Procesy dostosowawcze polskiej gospodarki obok zmian dostosowujących polski system prawny do standardów obowiązujących w Unii Europejskiej będą tworzyć niestabilne warunki dla rozwoju polskiego biznesu, utrudniające prawidłową ocenę i wybór strategii rozwojowej

Większość polskich przepisów oraz sposób ich interpretowania i stosowania przypominają etos systemu skoordynowanego. Także skoordynowana jest duża część acqis, które przyswajamy. Do tego kultura biznesowa, która wciąż stanowi wzór dla większości rodzimych "elit" jest skoordynowana. Problem polega na tym, że metody charakterystyczne dla gospodarek skoordynowanych w Europie powoli wymierają , a stanowiska pracy dla dzieci tych właśnie elit powstaną tylko dzięki zastosowaniu systemu wolnorynkowego.

Polska kultura gospodarcza nadal znajduje się na etapie formowania się. W niektórych kwestiach formalnych polski system łączy cechy gospodarek wolnorynkowych i skoordynowanych.
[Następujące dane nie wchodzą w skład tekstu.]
// libs/doctor-cell/src/services/ranking.rs
use std::cmp::Ordering;

use tracing::debug;

use shared_config::RankingWeights;

use crate::models::{Doctor, SortStrategy};

/// Orders an already-filtered doctor list.
///
/// All strategies use a stable sort, so doctors that compare equal keep the
/// order the filter produced. Scores are plain `f64` and compared with a
/// total fallback (`Equal`) so a stray NaN can't poison the sort.
#[derive(Debug, Clone, Default)]
pub struct DoctorRanker {
    weights: RankingWeights,
}

impl DoctorRanker {
    pub fn new(weights: RankingWeights) -> Self {
        Self { weights }
    }

    pub fn rank(&self, doctors: Vec<Doctor>, strategy: SortStrategy) -> Vec<Doctor> {
        debug!("Ranking {} doctors by {:?}", doctors.len(), strategy);

        let mut doctors = doctors;
        match strategy {
            SortStrategy::Rating => {
                doctors.sort_by(|a, b| descending(a.effective_rating(), b.effective_rating()));
            }
            SortStrategy::Experience => {
                doctors.sort_by(|a, b| b.experience_years().cmp(&a.experience_years()));
            }
            SortStrategy::Price => {
                doctors.sort_by(|a, b| ascending(a.fee(), b.fee()));
            }
            SortStrategy::Best => {
                doctors.sort_by(|a, b| descending(self.best_score(a), self.best_score(b)));
            }
            SortStrategy::Availability => {
                // Deterministic stand-in for "most available": doctors accepting
                // bookings first, then whoever offers more consultation modes.
                doctors.sort_by(|a, b| {
                    b.available
                        .cmp(&a.available)
                        .then_with(|| b.modes().len().cmp(&a.modes().len()))
                });
            }
        }

        doctors
    }

    /// Volume term (saturating), rating term, and a flat bonus for having reviews.
    pub fn best_score(&self, doctor: &Doctor) -> f64 {
        let w = &self.weights;

        let volume = if w.appointment_saturation > 0.0 {
            (doctor.appointment_count() / w.appointment_saturation).min(1.0)
        } else {
            1.0
        };
        let rating = doctor.effective_rating() / 5.0;
        let review_bonus = if doctor.review_count() > 0 { w.review_bonus } else { 0.0 };

        w.volume_weight * volume + w.rating_weight * rating + review_bonus
    }
}

fn descending(a: f64, b: f64) -> Ordering {
    b.partial_cmp(&a).unwrap_or(Ordering::Equal)
}

fn ascending(a: f64, b: f64) -> Ordering {
    a.partial_cmp(&b).unwrap_or(Ordering::Equal)
}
Zasadnicze znaczenie dla Polski ma przemysł wytwórczy. Trzeba jednak pamiętać o tym, że istnieją różne rodzaje polskiego przemysłu. Polska potrzebuje inwestorów strategicznych z Unii. Jednak ich metody działania są bardzo specyficzne. Niektórzy zagraniczni właściciele mogą starać się utrzymać spółki zależne w Polsce na zaniżonym poziomie technologicznym, jako importerów wyrobów do Polski. Wysoki kurs złotego, którego można się spodziewać w wyniku napływu funduszy europejskich do Polski utrwaliłby taką tendencję.

Zagraniczni inwestorzy na ogół nie pozwolą swoim spółkom zależnym w Polsce rozwijać się poprzez inwestowanie za granicą. Inwestycje te zwiększyłyby eksport z Polski, przyczyniając się do osiągnięcia ekonomii skali oraz maksymalizacji zysków w Polsce. Powyższe stwierdzenia mają negatywny wydźwięk.
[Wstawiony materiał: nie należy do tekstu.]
use std::sync::Arc;

use anyhow::Result;
use async_trait::async_trait;
use reqwest::Method;
use serde_json::Value;
use tracing::{debug, error, info, warn};

use shared_config::AppConfig;
use shared_database::supabase::SupabaseClient;

use crate::models::{Doctor, DoctorError, FilterCriteria, SortStrategy};
use crate::services::filtering::DoctorFacetFilter;
use crate::services::ranking::DoctorRanker;

#[async_trait]
pub trait DoctorDirectory: Send + Sync {
    async fn get_all_doctors(&self) -> Result<Vec<Doctor>>;

    async fn get_doctor(&self, doctor_id: &str) -> Result<Option<Doctor>>;
}

/// Reads doctor profiles from the `doctors` table. Only approved profiles are
/// listed; rows that fail to deserialize are skipped rather than failing the
/// whole listing.
pub struct SupabaseDoctorDirectory {
    supabase: SupabaseClient,
}

impl SupabaseDoctorDirectory {
    pub fn new(config: &AppConfig) -> Self {
        Self {
            supabase: SupabaseClient::new(config),
        }
    }
}

fn parse_rows(rows: Vec<Value>) -> Vec<Doctor> {
    rows.into_iter()
        .filter_map(|row| match serde_json::from_value::<Doctor>(row) {
            Ok(doctor) => Some(doctor),
            Err(e) => {
                warn!("Skipping malformed doctor row: {}", e);
                None
            }
        })
        .collect()
}

#[async_trait]
impl DoctorDirectory for SupabaseDoctorDirectory {
    async fn get_all_doctors(&self) -> Result<Vec<Doctor>> {
        debug!("Fetching approved doctors");

        let rows: Vec<Value> = self.supabase.request(
            Method::GET,
            "/rest/v1/doctors?profile_status=eq.approved",
            None,
        ).await?;

        Ok(parse_rows(rows))
    }

    async fn get_doctor(&self, doctor_id: &str) -> Result<Option<Doctor>> {
        debug!("Fetching doctor {}", doctor_id);

        let path = format!("/rest/v1/doctors?id=eq.{}&limit=1", urlencoding::encode(doctor_id));
        let rows: Vec<Value> = self.supabase.request(Method::GET, &path, None).await?;

        Ok(parse_rows(rows).into_iter().next())
    }
}

/// Directory → facet filter → ranking.
pub struct DoctorSearchService {
    directory: Arc<dyn DoctorDirectory>,
    ranker: DoctorRanker,
}

impl DoctorSearchService {
    pub fn new(directory: Arc<dyn DoctorDirectory>, ranker: DoctorRanker) -> Self {
        Self { directory, ranker }
    }

    pub fn from_config(config: &AppConfig) -> Self {
        Self::new(
            Arc::new(SupabaseDoctorDirectory::new(config)),
            DoctorRanker::new(config.ranking),
        )
    }

    /// Never fails: a directory outage yields an empty list.
    pub async fn search(&self, criteria: &FilterCriteria, strategy: SortStrategy) -> Vec<Doctor> {
        let doctors = match self.directory.get_all_doctors().await {
            Ok(doctors) => doctors,
            Err(e) => {
                error!("Doctor directory unavailable: {}", e);
                return vec![];
            }
        };

        let total = doctors.len();
        let filtered = DoctorFacetFilter::filter(&doctors, criteria);
        let ranked = self.ranker.rank(filtered, strategy);

        info!("Doctor search matched {} of {} doctors", ranked.len(), total);
        ranked
    }

    pub async fn get_doctor(&self, doctor_id: &str) -> Result<Doctor, DoctorError> {
        self.directory
            .get_doctor(doctor_id)
            .await
            .map_err(|e| DoctorError::DirectoryError(e.to_string()))?
            .ok_or(DoctorError::NotFound)
    }
}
W układzie istnieją ograniczenia zakazujące stosowania subwencji lub specjalnych ulg dla wyrobów eksportowanych do Unii Europejskiej, aby uniemożliwić polskim eksporterom stosowanie dumpingu. W handlu międzynarodowym dumping oznacza konkurencję wynikającą ze sprzedawania za granicę towarów poniżej cen stosowanych na rynku wewnętrznym kraju sprzedawcy lub poniżej kosztów produkcji eksportera.

Układ o stowarzyszeniu nie nakłada żadnych dodatkowych zobowiązań w dziedzinie polityki pieniężnej, podatkowej, wysokości kursu walut, stopnia zrównoważenia budżetu, rozmiarów długu publicznego itp. Jego głównym celem jest przyspieszenie rozwoju gospodarczego przez ułatwienia w handlu zagranicznym, stworzenie bardziej sprzyjających warunków do szerszego napływu kapitału obcego i umocnienie reformy rynkowej w Polsce.

Uzyskanie pełnego członkostwa w Unii Europejskiej jest uzależnione od spełnienie czterech podstawowych warunków:
- pełnej stabilizacji ekonomicznej z jednocyfrową stopą inflacji w granicach 3% w skali roku,
- pełnej swobody dla wolnej przedsiębiorczości na rynku,
- ustabilizowanego budżetu z ograniczoną skala deficytu do 3% w stosunku do wytwarzanego dochodu narodowego,
- wymienialnej zewnętrznej waluty krajowej i jej płynnego kursu..
Spełnienie tych warunków wymaga głębokich zmian w strukturze własności na korzyść własności prywatnej, wszechstronnego rozwoju infrastruktury w sferze bankowości, rynku kapitałowego i systemu łączności oraz większego zrównoważenia bilansu płatniczego kraju. W ciągu najbliższych dziesięciu lat muszą się dokonać głębokie dostosowania do wysokich wymagań integracyjnych i to głównie na poziomie mikroekonomicznym, tzn. w przedsiębiorstwach prywatnych i państwowych zdolnych wytrzymać napór konkurencyjny ze strony lepiej zorganizowanych i bardziej efektywnych przedsiębiorstw krajów Unii.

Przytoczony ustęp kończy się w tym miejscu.